DATASET ENTRIES:
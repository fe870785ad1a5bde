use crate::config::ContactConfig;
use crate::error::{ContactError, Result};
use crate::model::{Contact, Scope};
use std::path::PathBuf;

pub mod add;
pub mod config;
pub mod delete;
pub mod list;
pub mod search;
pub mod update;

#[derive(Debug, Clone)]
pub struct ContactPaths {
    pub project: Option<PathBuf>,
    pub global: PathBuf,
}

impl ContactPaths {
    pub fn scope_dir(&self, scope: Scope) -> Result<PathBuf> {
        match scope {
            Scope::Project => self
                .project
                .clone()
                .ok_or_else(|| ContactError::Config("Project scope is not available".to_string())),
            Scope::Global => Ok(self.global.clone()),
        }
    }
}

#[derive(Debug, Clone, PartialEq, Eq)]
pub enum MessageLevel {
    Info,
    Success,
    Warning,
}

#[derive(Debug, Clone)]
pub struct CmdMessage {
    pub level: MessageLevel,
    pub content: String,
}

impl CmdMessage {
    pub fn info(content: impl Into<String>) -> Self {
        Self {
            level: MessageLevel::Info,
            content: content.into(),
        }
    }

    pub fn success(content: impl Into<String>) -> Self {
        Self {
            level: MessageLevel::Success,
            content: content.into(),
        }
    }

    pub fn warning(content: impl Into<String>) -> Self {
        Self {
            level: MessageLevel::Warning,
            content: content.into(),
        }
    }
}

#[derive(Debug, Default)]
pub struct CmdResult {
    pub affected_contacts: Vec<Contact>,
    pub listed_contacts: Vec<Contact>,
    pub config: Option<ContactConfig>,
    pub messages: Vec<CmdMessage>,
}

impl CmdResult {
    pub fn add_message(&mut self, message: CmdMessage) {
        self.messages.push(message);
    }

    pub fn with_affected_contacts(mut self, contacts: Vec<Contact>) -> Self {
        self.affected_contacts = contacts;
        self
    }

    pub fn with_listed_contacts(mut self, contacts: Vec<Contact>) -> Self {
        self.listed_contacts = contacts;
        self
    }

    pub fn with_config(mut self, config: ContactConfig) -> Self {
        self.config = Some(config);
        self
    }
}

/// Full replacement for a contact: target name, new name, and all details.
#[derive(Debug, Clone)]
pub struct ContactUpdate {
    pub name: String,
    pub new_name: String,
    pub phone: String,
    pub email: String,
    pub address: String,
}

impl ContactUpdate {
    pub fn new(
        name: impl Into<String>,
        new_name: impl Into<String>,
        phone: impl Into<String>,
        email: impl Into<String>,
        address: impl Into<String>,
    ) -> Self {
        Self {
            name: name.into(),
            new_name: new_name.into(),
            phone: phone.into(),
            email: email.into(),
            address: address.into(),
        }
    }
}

ACTIVITY: The required output is the exact run of lines from the beginning of the listing above to the line that contains "pub fn info(content: impl", inclusive of both.

ANSWER TO THIS EXERCISE:
repository fe870785ad1a5bde
use crate::config::ContactConfig;
use crate::error::{ContactError, Result};
use crate::model::{Contact, Scope};
use std::path::PathBuf;

pub mod add;
pub mod config;
pub mod delete;
pub mod list;
pub mod search;
pub mod update;

#[derive(Debug, Clone)]
pub struct ContactPaths {
    pub project: Option<PathBuf>,
    pub global: PathBuf,
}

impl ContactPaths {
    pub fn scope_dir(&self, scope: Scope) -> Result<PathBuf> {
        match scope {
            Scope::Project => self
                .project
                .clone()
                .ok_or_else(|| ContactError::Config("Project scope is not available".to_string())),
            Scope::Global => Ok(self.global.clone()),
        }
    }
}

#[derive(Debug, Clone, PartialEq, Eq)]
pub enum MessageLevel {
    Info,
    Success,
    Warning,
}

#[derive(Debug, Clone)]
pub struct CmdMessage {
    pub level: MessageLevel,
    pub content: String,
}

impl CmdMessage {
    pub fn info(content: impl Into<String>) -> Self {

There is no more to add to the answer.